*WHAT YOU HAVE TO DO:*
From the first line of the material through the line containing "async fn list_books(State(db): State<Database>)", restate everything word for word and nothing more.

*RECORDS:*
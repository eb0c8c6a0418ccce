//! Project-specific utilities live here.

use serde_json::{json, Value};

/// The text unchanged, or `None` when it is absent or only whitespace.
pub fn non_blank(value: Option<String>) -> Option<String> {
    value.filter(|text| !text.trim().is_empty())
}

/// OpenAPI response object whose body is the shared envelope.
pub fn envelope_response(description: &str) -> Value {
    json!({
        "description": description,
        "content": {
            "application/json": {
                "schema": { "$ref": "#/components/schemas/Envelope" }
            }
        }
    })
}
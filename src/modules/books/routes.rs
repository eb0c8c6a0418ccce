//! HTTP handlers for the books module.
//!
//! Each handler validates its input, takes one connection for the request,
//! runs its statements, and turns the outcome into an envelope. The
//! connection is released when the guard drops, on success and error alike.

use axum::{
    extract::State,
    routing::{delete, get},
    Router,
};
use shelf_db::Database;
use shelf_http::{AppError, IdPath, JsonBody, Reply};

use super::models::{BatchDelete, BookPayload};
use super::store;

pub const BOOK_NOT_FOUND: &str = "Livro não encontrado.";
pub const FIELDS_REQUIRED: &str = "Os campos 'title' e 'author' são obrigatórios.";
pub const IDS_REQUIRED: &str = "A lista 'book_ids' é obrigatória e não pode estar vazia.";

pub fn router(db: Database) -> Router {
    Router::new()
        .route("/", get(list_books).post(create_book))
        .route("/delete", delete(delete_books))
        .route("/delete-all-books", delete(delete_all_books))
        .route(
            "/{id}",
            get(get_book).put(update_book).delete(delete_book),
        )
        .with_state(db)
}

/// All rows; an empty table answers `data: 0`.
async fn list_books(State(db): State<Database>) -> Result<Reply, AppError> {
    let mut conn = db.acquire().await?;
    let books = store::list(&mut conn).await?;

    if books.is_empty() {
        return Reply::ok()
            .with_data(&0)
            .map(|reply| reply.with_message("Nenhum livro cadastrado."));
    }

    Reply::ok().with_data(&books)
}

async fn get_book(State(db): State<Database>, IdPath(id): IdPath) -> Result<Reply, AppError> {
    let mut conn = db.acquire().await?;
    let book = store::find(&mut conn, id)
        .await
        .map_err(|e| AppError::from_store(e, BOOK_NOT_FOUND))?;

    Reply::ok().with_data(&book)
}

async fn create_book(
    State(db): State<Database>,
    JsonBody(payload): JsonBody<BookPayload>,
) -> Result<Reply, AppError> {
    let fields = payload
        .into_fields()
        .ok_or_else(|| AppError::validation(FIELDS_REQUIRED))?;

    let mut conn = db.acquire().await?;
    let book = store::insert(&mut conn, &fields).await?;

    tracing::info!(book_id = book.id, "book created");
    Ok(Reply::created()
        .with_data(&book)?
        .with_message("Livro criado com sucesso."))
}

/// Existence check and overwrite are separate statements; a concurrent
/// delete between them goes unnoticed.
async fn update_book(
    State(db): State<Database>,
    IdPath(id): IdPath,
    JsonBody(payload): JsonBody<BookPayload>,
) -> Result<Reply, AppError> {
    let fields = payload
        .into_fields()
        .ok_or_else(|| AppError::validation(FIELDS_REQUIRED))?;

    let mut conn = db.acquire().await?;
    if !store::exists(&mut conn, id).await? {
        return Err(AppError::not_found(BOOK_NOT_FOUND));
    }
    store::update(&mut conn, id, &fields).await?;

    tracing::info!(book_id = id, "book updated");
    Ok(Reply::ok().with_message("Livro atualizado com sucesso."))
}

async fn delete_book(State(db): State<Database>, IdPath(id): IdPath) -> Result<Reply, AppError> {
    let mut conn = db.acquire().await?;
    if !store::exists(&mut conn, id).await? {
        return Err(AppError::not_found(BOOK_NOT_FOUND));
    }
    store::delete(&mut conn, id).await?;

    tracing::info!(book_id = id, "book deleted");
    Ok(Reply::ok().with_message("Livro excluído com sucesso."))
}

/// Reports how many ids were requested, not how many rows went away.
async fn delete_books(
    State(db): State<Database>,
    body: Result<JsonBody<BatchDelete>, AppError>,
) -> Result<Reply, AppError> {
    let ids = requested_ids(body)?;

    let mut conn = db.acquire().await?;
    let removed = store::delete_many(&mut conn, &ids).await?;

    tracing::info!(requested = ids.len(), removed, "books batch deleted");
    Ok(Reply::ok().with_message(format!(
        "{} livros foram excluídos com sucesso.",
        ids.len()
    )))
}

/// Non-empty `book_ids` from the body. An unreadable body is logged and
/// reported the same way as a missing list.
fn requested_ids(body: Result<JsonBody<BatchDelete>, AppError>) -> Result<Vec<i64>, AppError> {
    let batch = match body {
        Ok(JsonBody(batch)) => batch,
        Err(rejection) => {
            tracing::warn!(error = %rejection, "unreadable batch delete body");
            return Err(AppError::validation(IDS_REQUIRED));
        }
    };

    batch
        .book_ids
        .filter(|ids| !ids.is_empty())
        .ok_or_else(|| AppError::validation(IDS_REQUIRED))
}

async fn delete_all_books(State(db): State<Database>) -> Result<Reply, AppError> {
    let mut conn = db.acquire().await?;
    store::delete_all(&mut conn).await?;

    tracing::info!("all books deleted");
    Ok(Reply::ok().with_message("Todos os livros foram excluídos."))
}
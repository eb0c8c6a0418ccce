//! HTTP handlers for rooms and their temperature readings.

use axum::{
    extract::State,
    routing::{get, post},
    Router,
};
use serde_json::json;
use shelf_db::Database;
use shelf_http::{AppError, JsonBody, Reply};
use time::OffsetDateTime;

use super::models::{ReadingError, ReadingPayload, RoomPayload};
use super::store;
use crate::utils::non_blank;

pub fn router(db: Database) -> Router {
    Router::new()
        .route("/room", post(create_room))
        .route("/temperature", post(add_temperature))
        .route("/average", get(global_average))
        .with_state(db)
}

async fn create_room(
    State(db): State<Database>,
    JsonBody(payload): JsonBody<RoomPayload>,
) -> Result<Reply, AppError> {
    let name =
        non_blank(payload.name).ok_or_else(|| AppError::validation("The field 'name' is required."))?;

    let mut conn = db.acquire().await?;
    let id = store::insert_room(&mut conn, &name).await?;

    tracing::info!(room_id = id, room = %name, "room created");
    Ok(Reply::created()
        .with_data(&json!({ "id": id }))?
        .with_message(format!("Room {name} created.")))
}

async fn add_temperature(
    State(db): State<Database>,
    JsonBody(payload): JsonBody<ReadingPayload>,
) -> Result<Reply, AppError> {
    let reading = payload
        .into_reading(OffsetDateTime::now_utc())
        .map_err(|e| match e {
            ReadingError::MissingFields => {
                AppError::validation("The fields 'room' and 'temperature' are required.")
            }
            ReadingError::BadDate(text) => AppError::validation(format!(
                "Invalid date '{text}'; expected MM-DD-YYYY HH:MM:SS."
            )),
        })?;

    let mut conn = db.acquire().await?;
    store::insert_reading(&mut conn, &reading).await?;

    tracing::info!(room_id = reading.room_id, "temperature added");
    Ok(Reply::created().with_message("Temperature added."))
}

async fn global_average(State(db): State<Database>) -> Result<Reply, AppError> {
    let mut conn = db.acquire().await?;
    let summary = store::global_average(&mut conn).await?;

    Reply::ok().with_data(&summary)
}
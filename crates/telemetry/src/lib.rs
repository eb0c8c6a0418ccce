//! Logging bootstrap for shelf binaries.

use anyhow::anyhow;
use shelf_kernel::settings::{LogFormat, TelemetrySettings};
use tracing_subscriber::EnvFilter;

/// Install the global `tracing` subscriber.
///
/// `RUST_LOG` takes precedence over `telemetry.filter`. Calling this twice
/// is an error, which binaries may ignore.
pub fn init(settings: &TelemetrySettings) -> anyhow::Result<()> {
    let filter = build_filter(settings)?;
    // stdout is reserved for command output
    let builder = tracing_subscriber::fmt()
        .with_env_filter(filter)
        .with_writer(std::io::stderr);

    let result = match settings.log_format {
        LogFormat::Pretty => builder.try_init(),
        LogFormat::Json => builder.json().try_init(),
    };

    result.map_err(|e| anyhow!("failed to install tracing subscriber: {e}"))?;

    tracing::debug!(
        target: "shelf-telemetry",
        format = ?settings.log_format,
        "telemetry initialized"
    );
    Ok(())
}

fn build_filter(settings: &TelemetrySettings) -> anyhow::Result<EnvFilter> {
    match EnvFilter::try_from_default_env() {
        Ok(filter) => Ok(filter),
        Err(_) => EnvFilter::try_new(&settings.filter)
            .map_err(|e| anyhow!("invalid telemetry filter '{}': {e}", settings.filter)),
    }
}
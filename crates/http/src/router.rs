//! Router builder for the shelf HTTP server

use axum::{
    extract::Request,
    http::{HeaderValue, Method, Uri},
    routing::get,
    Router,
};
use std::time::Duration;
use tower_http::{
    cors::{Any, CorsLayer},
    request_id::{MakeRequestId, PropagateRequestIdLayer, RequestId, SetRequestIdLayer},
    timeout::TimeoutLayer,
    trace::{DefaultMakeSpan, DefaultOnRequest, DefaultOnResponse, TraceLayer},
};
use uuid::{Timestamp, Uuid};

use shelf_kernel::ModuleRegistry;

use crate::error::AppError;

/// Builder for constructing the main HTTP router
pub struct RouterBuilder {
    router: Router,
}

impl RouterBuilder {
    /// Create a new router builder
    pub fn new() -> Self {
        Self {
            router: Router::new(),
        }
    }

    /// Add a route to the router
    pub fn route(mut self, path: &str, route: axum::routing::MethodRouter) -> Self {
        self.router = self.router.route(path, route);
        self
    }

    /// Mount a module's router under `mount_path`
    pub fn mount_module(mut self, mount_path: &str, module_router: Router) -> Self {
        self.router = self.router.nest(mount_path, module_router);
        self
    }

    /// Answer unknown paths and unsupported methods with an error envelope.
    /// Covers only routes registered before the call.
    pub fn with_fallbacks(mut self) -> Self {
        self.router = self
            .router
            .method_not_allowed_fallback(method_not_allowed)
            .fallback(not_found);
        self
    }

    /// Add tracing middleware
    pub fn with_tracing(mut self) -> Self {
        self.router = self.router.layer(
            TraceLayer::new_for_http()
                .make_span_with(DefaultMakeSpan::new().include_headers(true))
                .on_request(DefaultOnRequest::new().level(tracing::Level::INFO))
                .on_response(DefaultOnResponse::new().level(tracing::Level::INFO)),
        );
        self
    }

    /// Add CORS middleware
    pub fn with_cors(mut self) -> Self {
        self.router = self.router.layer(
            CorsLayer::new()
                .allow_origin(Any)
                .allow_methods(Any)
                .allow_headers(Any),
        );
        self
    }

    /// Tag each request with an `x-request-id` and echo it on the response
    pub fn with_request_id(mut self) -> Self {
        self.router = self
            .router
            .layer(PropagateRequestIdLayer::x_request_id())
            .layer(SetRequestIdLayer::x_request_id(MakeRequestUuidV7));
        self
    }

    /// Add timeout middleware when a limit is configured
    pub fn with_timeout(mut self, timeout_ms: Option<u64>) -> Self {
        if let Some(timeout_ms) = timeout_ms {
            self.router = self
                .router
                .layer(TimeoutLayer::new(Duration::from_millis(timeout_ms)));
        }
        self
    }

    /// Add OpenAPI documentation by collecting specs from all modules
    pub fn with_openapi(mut self, registry: &ModuleRegistry) -> Self {
        let openapi_spec = merge_openapi(registry);

        // SwaggerUI needs a typed document; fall back to an empty one
        let openapi_obj: utoipa::openapi::OpenApi = serde_json::from_value(openapi_spec.clone())
            .unwrap_or_else(|e| {
                tracing::warn!(error = %e, "merged OpenAPI document is not valid, serving stub");
                utoipa::openapi::OpenApiBuilder::new()
                    .info(
                        utoipa::openapi::InfoBuilder::new()
                            .title("shelf API")
                            .version("1.0.0")
                            .build(),
                    )
                    .build()
            });

        self.router = self.router.merge(
            utoipa_swagger_ui::SwaggerUi::new("/swagger-ui")
                .url("/api-docs/openapi.json", openapi_obj),
        );

        // Raw JSON for external consumers
        self.router = self.router.route(
            "/docs/openapi.json",
            get(move || async move { axum::Json(openapi_spec.clone()) }),
        );

        self
    }

    /// Build the final router
    pub fn build(self) -> Router {
        self.router
    }
}

impl Default for RouterBuilder {
    fn default() -> Self {
        Self::new()
    }
}

/// Merge every module fragment into one document, prefixing paths with the
/// module's mount path.
pub fn merge_openapi(registry: &ModuleRegistry) -> serde_json::Value {
    let mut openapi_spec = serde_json::json!({
        "openapi": "3.1.0",
        "info": {
            "title": "shelf API",
            "version": "1.0.0",
            "description": "Book catalogue and room temperature service"
        },
        "paths": {},
        "components": {
            "schemas": {}
        }
    });

    openapi_spec["components"]["schemas"]["Envelope"] = serde_json::json!({
        "type": "object",
        "properties": {
            "statusError": { "type": "boolean" },
            "data": {},
            "message": { "type": "string" },
            "messageError": { "type": "string" }
        },
        "required": ["statusError"]
    });

    openapi_spec["paths"]["/healthz"] = serde_json::json!({
        "get": {
            "summary": "Health check",
            "responses": {
                "200": {
                    "description": "OK",
                    "content": { "text/plain": { "schema": { "type": "string" } } }
                },
                "500": { "description": "Database unreachable" }
            }
        }
    });

    for module in registry.modules() {
        let Some(module_spec) = module.openapi() else {
            continue;
        };

        if let Some(paths) = module_spec.get("paths").and_then(|p| p.as_object()) {
            for (path, path_item) in paths {
                let prefixed_path = join_path(&module.mount_path(), path);
                openapi_spec["paths"][prefixed_path] = path_item.clone();
            }
        }

        if let Some(schemas) = module_spec
            .get("components")
            .and_then(|c| c.get("schemas"))
            .and_then(|s| s.as_object())
        {
            for (schema_name, schema_def) in schemas {
                openapi_spec["components"]["schemas"][schema_name] = schema_def.clone();
            }
        }
    }

    openapi_spec
}

/// `"/api/books"` + `"/"` is `"/api/books"`; `"/api"` + `"/room"` is `"/api/room"`.
fn join_path(mount_path: &str, path: &str) -> String {
    if path == "/" {
        mount_path.to_string()
    } else {
        format!("{}{}", mount_path.trim_end_matches('/'), path)
    }
}

async fn not_found(uri: Uri) -> AppError {
    AppError::not_found(format!("no route for {}", uri.path()))
}

async fn method_not_allowed(method: Method, uri: Uri) -> AppError {
    AppError::method_not_allowed(format!("{} is not supported on {}", method, uri.path()))
}

/// Request ID generator producing time-ordered UUIDs
#[derive(Clone, Copy)]
struct MakeRequestUuidV7;

impl MakeRequestId for MakeRequestUuidV7 {
    fn make_request_id<B>(&mut self, _request: &Request<B>) -> Option<RequestId> {
        let timestamp = Timestamp::now(uuid::NoContext);
        let request_id = Uuid::new_v7(timestamp)
            .to_string()
            .parse::<HeaderValue>()
            .ok()?;
        Some(RequestId::new(request_id))
    }
}
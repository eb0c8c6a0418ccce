use anyhow::Context;
use clap::{Parser, Subcommand};
use shelf_kernel::settings::Settings;

/// Operator entrypoint for the shelf service
#[derive(Debug, Parser)]
#[command(name = "shelfctl", version, about)]
struct Cli {
    /// Override the database connection string
    #[arg(long, global = true)]
    database_url: Option<String>,

    #[command(subcommand)]
    command: Command,
}

#[derive(Debug, Subcommand)]
enum Command {
    /// Apply pending migrations and serve HTTP until Ctrl-C
    Serve,
    /// Apply pending migrations and exit
    Migrate,
    /// Print the effective configuration as JSON
    Config,
}

#[tokio::main]
async fn main() -> anyhow::Result<()> {
    let cli = Cli::parse();

    let mut settings = Settings::load().with_context(|| "failed to load shelf settings")?;
    if let Some(url) = cli.database_url {
        settings.database.url = url;
    }

    match cli.command {
        Command::Serve => {
            shelf_telemetry::init(&settings.telemetry)?;
            shelf_app::serve(&settings).await
        }
        Command::Migrate => {
            shelf_telemetry::init(&settings.telemetry)?;
            let applied = shelf_app::migrate(&settings).await?;
            println!("applied {applied} migrations");
            Ok(())
        }
        Command::Config => {
            let rendered = serde_json::to_string_pretty(&settings)
                .context("failed to render configuration")?;
            println!("{rendered}");
            Ok(())
        }
    }
}
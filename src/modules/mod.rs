pub mod books;
pub mod climate;

use shelf_db::Database;
use shelf_kernel::ModuleRegistry;

/// Register all project-specific modules with the registry
pub fn register_all(registry: &mut ModuleRegistry, db: &Database) -> anyhow::Result<()> {
    registry.register(books::create_module(db))?;
    registry.register(climate::create_module(db))?;
    Ok(())
}
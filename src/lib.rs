//! shelf application library
//!
//! Domain modules (book catalogue, room temperatures) and the bootstrap that
//! wires them to the database and the HTTP server.

pub mod bootstrap;
pub mod modules;
pub mod utils;

pub use bootstrap::{app, migrate, serve};
//! Uniform JSON payload returned by every endpoint.

use axum::{
    http::StatusCode,
    response::{IntoResponse, Response},
    Json,
};
use serde::{Deserialize, Serialize};
use serde_json::Value;

use crate::error::AppError;

/// `{statusError, data?, message?, messageError?}`
///
/// `data` is dropped when absent; the message fields are dropped when absent
/// or empty. A present `data` is always written, even a literal `0`.
#[derive(Debug, Clone, Default, PartialEq, Serialize, Deserialize)]
#[serde(rename_all = "camelCase")]
pub struct Envelope {
    pub status_error: bool,
    #[serde(default, skip_serializing_if = "Option::is_none")]
    pub data: Option<Value>,
    #[serde(default, skip_serializing_if = "is_blank")]
    pub message: Option<String>,
    #[serde(default, skip_serializing_if = "is_blank")]
    pub message_error: Option<String>,
}

fn is_blank(text: &Option<String>) -> bool {
    text.as_deref().map_or(true, str::is_empty)
}

impl Envelope {
    pub fn success() -> Self {
        Self::default()
    }

    pub fn failure(message_error: impl Into<String>) -> Self {
        Self {
            status_error: true,
            message_error: Some(message_error.into()),
            ..Self::default()
        }
    }
}

/// An envelope paired with the HTTP status it is sent with.
#[derive(Debug)]
pub struct Reply {
    status: StatusCode,
    envelope: Envelope,
}

impl Reply {
    pub fn new(status: StatusCode, envelope: Envelope) -> Self {
        Self { status, envelope }
    }

    /// 200 success
    pub fn ok() -> Self {
        Self::new(StatusCode::OK, Envelope::success())
    }

    /// 201 success
    pub fn created() -> Self {
        Self::new(StatusCode::CREATED, Envelope::success())
    }

    /// Attach a serializable payload.
    pub fn with_data<T: Serialize + ?Sized>(mut self, data: &T) -> Result<Self, AppError> {
        self.envelope.data = Some(serde_json::to_value(data)?);
        Ok(self)
    }

    pub fn with_message(mut self, message: impl Into<String>) -> Self {
        self.envelope.message = Some(message.into());
        self
    }

    pub fn status(&self) -> StatusCode {
        self.status
    }

    pub fn envelope(&self) -> &Envelope {
        &self.envelope
    }
}

impl IntoResponse for Reply {
    fn into_response(self) -> Response {
        (self.status, Json(self.envelope)).into_response()
    }
}
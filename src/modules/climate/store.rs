use shelf_db::StoreError;
use sqlx::SqliteConnection;

use super::models::{round_two, Average, NewReading};

pub const CREATE_ROOMS_TABLE: &str =
    "CREATE TABLE IF NOT EXISTS rooms (id INTEGER PRIMARY KEY AUTOINCREMENT, name TEXT NOT NULL);";

pub const CREATE_TEMPERATURES_TABLE: &str = "CREATE TABLE IF NOT EXISTS temperatures (
    room_id INTEGER NOT NULL REFERENCES rooms(id) ON DELETE CASCADE,
    temperature REAL NOT NULL,
    date TEXT NOT NULL
);";

pub async fn insert_room(conn: &mut SqliteConnection, name: &str) -> Result<i64, StoreError> {
    let id = sqlx::query_scalar::<_, i64>("INSERT INTO rooms (name) VALUES (?) RETURNING id")
        .bind(name)
        .fetch_one(conn)
        .await?;
    Ok(id)
}

/// The room must exist; the foreign key rejects the row otherwise.
pub async fn insert_reading(
    conn: &mut SqliteConnection,
    reading: &NewReading,
) -> Result<(), StoreError> {
    sqlx::query("INSERT INTO temperatures (room_id, temperature, date) VALUES (?, ?, ?)")
        .bind(reading.room_id)
        .bind(reading.temperature)
        .bind(reading.date)
        .execute(conn)
        .await?;
    Ok(())
}

pub async fn global_average(conn: &mut SqliteConnection) -> Result<Average, StoreError> {
    // Dates are stored as `YYYY-MM-DD ...` text in UTC.
    let (average, days) = sqlx::query_as::<_, (Option<f64>, i64)>(
        "SELECT AVG(temperature), COUNT(DISTINCT substr(date, 1, 10)) FROM temperatures",
    )
    .fetch_one(conn)
    .await?;

    Ok(Average {
        average: average.map(round_two),
        days,
    })
}
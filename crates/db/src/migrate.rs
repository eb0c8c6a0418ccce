use sqlx::Connection;
use time::OffsetDateTime;

use crate::{Database, StoreError};

const CREATE_LEDGER: &str = "CREATE TABLE IF NOT EXISTS schema_migrations (
    module TEXT NOT NULL,
    id TEXT NOT NULL,
    applied_at TEXT NOT NULL,
    PRIMARY KEY (module, id)
)";

/// Schema change contributed by a module.
#[derive(Debug, Clone)]
pub struct Migration {
    pub id: &'static str,
    pub up: &'static str,
}

impl Database {
    /// Apply every migration not yet recorded in the ledger.
    ///
    /// Each migration runs in its own transaction together with its ledger
    /// row. Returns how many were applied by this call.
    pub async fn run_migrations(
        &self,
        migrations: &[(String, Migration)],
    ) -> Result<usize, StoreError> {
        let mut conn = self.acquire().await?;
        sqlx::query(CREATE_LEDGER).execute(&mut *conn).await?;

        let mut applied = 0;
        for (module, migration) in migrations {
            let seen: i64 = sqlx::query_scalar(
                "SELECT COUNT(*) FROM schema_migrations WHERE module = ? AND id = ?",
            )
            .bind(module)
            .bind(migration.id)
            .fetch_one(&mut *conn)
            .await?;

            if seen > 0 {
                tracing::debug!(module = %module, migration = migration.id, "migration already applied");
                continue;
            }

            let mut tx = conn.begin().await?;
            sqlx::raw_sql(migration.up).execute(&mut *tx).await?;
            sqlx::query("INSERT INTO schema_migrations (module, id, applied_at) VALUES (?, ?, ?)")
                .bind(module)
                .bind(migration.id)
                .bind(OffsetDateTime::now_utc())
                .execute(&mut *tx)
                .await?;
            tx.commit().await?;

            tracing::info!(module = %module, migration = migration.id, "applied migration");
            applied += 1;
        }

        Ok(applied)
    }
}
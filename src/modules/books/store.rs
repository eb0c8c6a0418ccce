//! SQL for the `books` table. Every function runs on a connection the
//! caller already holds.

use shelf_db::StoreError;
use sqlx::SqliteConnection;

use super::models::{Book, BookFields};

pub const CREATE_BOOKS_TABLE: &str = "CREATE TABLE IF NOT EXISTS books (
    id INTEGER PRIMARY KEY AUTOINCREMENT,
    title TEXT NOT NULL,
    author TEXT NOT NULL
);";

pub async fn list(conn: &mut SqliteConnection) -> Result<Vec<Book>, StoreError> {
    let rows = sqlx::query_as::<_, Book>("SELECT id, title, author FROM books")
        .fetch_all(conn)
        .await?;
    Ok(rows)
}

pub async fn find(conn: &mut SqliteConnection, id: i64) -> Result<Book, StoreError> {
    sqlx::query_as::<_, Book>("SELECT id, title, author FROM books WHERE id = ?")
        .bind(id)
        .fetch_optional(conn)
        .await?
        .ok_or(StoreError::NotFound)
}

pub async fn exists(conn: &mut SqliteConnection, id: i64) -> Result<bool, StoreError> {
    let found: Option<i64> = sqlx::query_scalar("SELECT id FROM books WHERE id = ?")
        .bind(id)
        .fetch_optional(conn)
        .await?;
    Ok(found.is_some())
}

pub async fn insert(conn: &mut SqliteConnection, fields: &BookFields) -> Result<Book, StoreError> {
    let id = sqlx::query_scalar::<_, i64>(
        "INSERT INTO books (title, author) VALUES (?, ?) RETURNING id",
    )
    .bind(&fields.title)
    .bind(&fields.author)
    .fetch_one(conn)
    .await?;

    Ok(Book {
        id,
        title: fields.title.clone(),
        author: fields.author.clone(),
    })
}

/// Full overwrite of both columns. Succeeds even if no row matched; the
/// handler checks existence beforehand.
pub async fn update(
    conn: &mut SqliteConnection,
    id: i64,
    fields: &BookFields,
) -> Result<(), StoreError> {
    sqlx::query("UPDATE books SET title = ?, author = ? WHERE id = ?")
        .bind(&fields.title)
        .bind(&fields.author)
        .bind(id)
        .execute(conn)
        .await?;
    Ok(())
}

pub async fn delete(conn: &mut SqliteConnection, id: i64) -> Result<(), StoreError> {
    sqlx::query("DELETE FROM books WHERE id = ?")
        .bind(id)
        .execute(conn)
        .await?;
    Ok(())
}

/// Delete every listed id in one statement; returns rows actually removed.
///
/// The ids travel as one JSON array parameter, so the list length is not
/// bounded by SQLite's host parameter limit.
pub async fn delete_many(conn: &mut SqliteConnection, ids: &[i64]) -> Result<u64, StoreError> {
    if ids.is_empty() {
        return Ok(0);
    }

    let encoded = serde_json::to_string(ids)
        .map_err(|e| StoreError::Database(sqlx::Error::Encode(Box::new(e))))?;
    let result = sqlx::query("DELETE FROM books WHERE id IN (SELECT value FROM json_each(?))")
        .bind(encoded)
        .execute(conn)
        .await?;
    Ok(result.rows_affected())
}

pub async fn delete_all(conn: &mut SqliteConnection) -> Result<(), StoreError> {
    sqlx::query("DELETE FROM books").execute(conn).await?;
    Ok(())
}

*WRITTEN SOLUTION:*
repository eb0c8c6a0418ccce
//! Project-specific utilities live here.

use serde_json::{json, Value};

/// The text unchanged, or `None` when it is absent or only whitespace.
pub fn non_blank(value: Option<String>) -> Option<String> {
    value.filter(|text| !text.trim().is_empty())
}

/// OpenAPI response object whose body is the shared envelope.
pub fn envelope_response(description: &str) -> Value {
    json!({
        "description": description,
        "content": {
            "application/json": {
                "schema": { "$ref": "#/components/schemas/Envelope" }
            }
        }
    })
}
filename src/modules/books/routes.rs
repository eb0c8c6a0418ccce
//! HTTP handlers for the books module.
//!
//! Each handler validates its input, takes one connection for the request,
//! runs its statements, and turns the outcome into an envelope. The
//! connection is released when the guard drops, on success and error alike.

use axum::{
    extract::State,
    routing::{delete, get},
    Router,
};
use shelf_db::Database;
use shelf_http::{AppError, IdPath, JsonBody, Reply};

use super::models::{BatchDelete, BookPayload};
use super::store;

pub const BOOK_NOT_FOUND: &str = "Livro não encontrado.";
pub const FIELDS_REQUIRED: &str = "Os campos 'title' e 'author' são obrigatórios.";
pub const IDS_REQUIRED: &str = "A lista 'book_ids' é obrigatória e não pode estar vazia.";

pub fn router(db: Database) -> Router {
    Router::new()
        .route("/", get(list_books).post(create_book))
        .route("/delete", delete(delete_books))
        .route("/delete-all-books", delete(delete_all_books))
        .route(
            "/{id}",
            get(get_book).put(update_book).delete(delete_book),
        )
        .with_state(db)
}

/// All rows; an empty table answers `data: 0`.
async fn list_books(State(db): State<Database>) -> Result<Reply, AppError> {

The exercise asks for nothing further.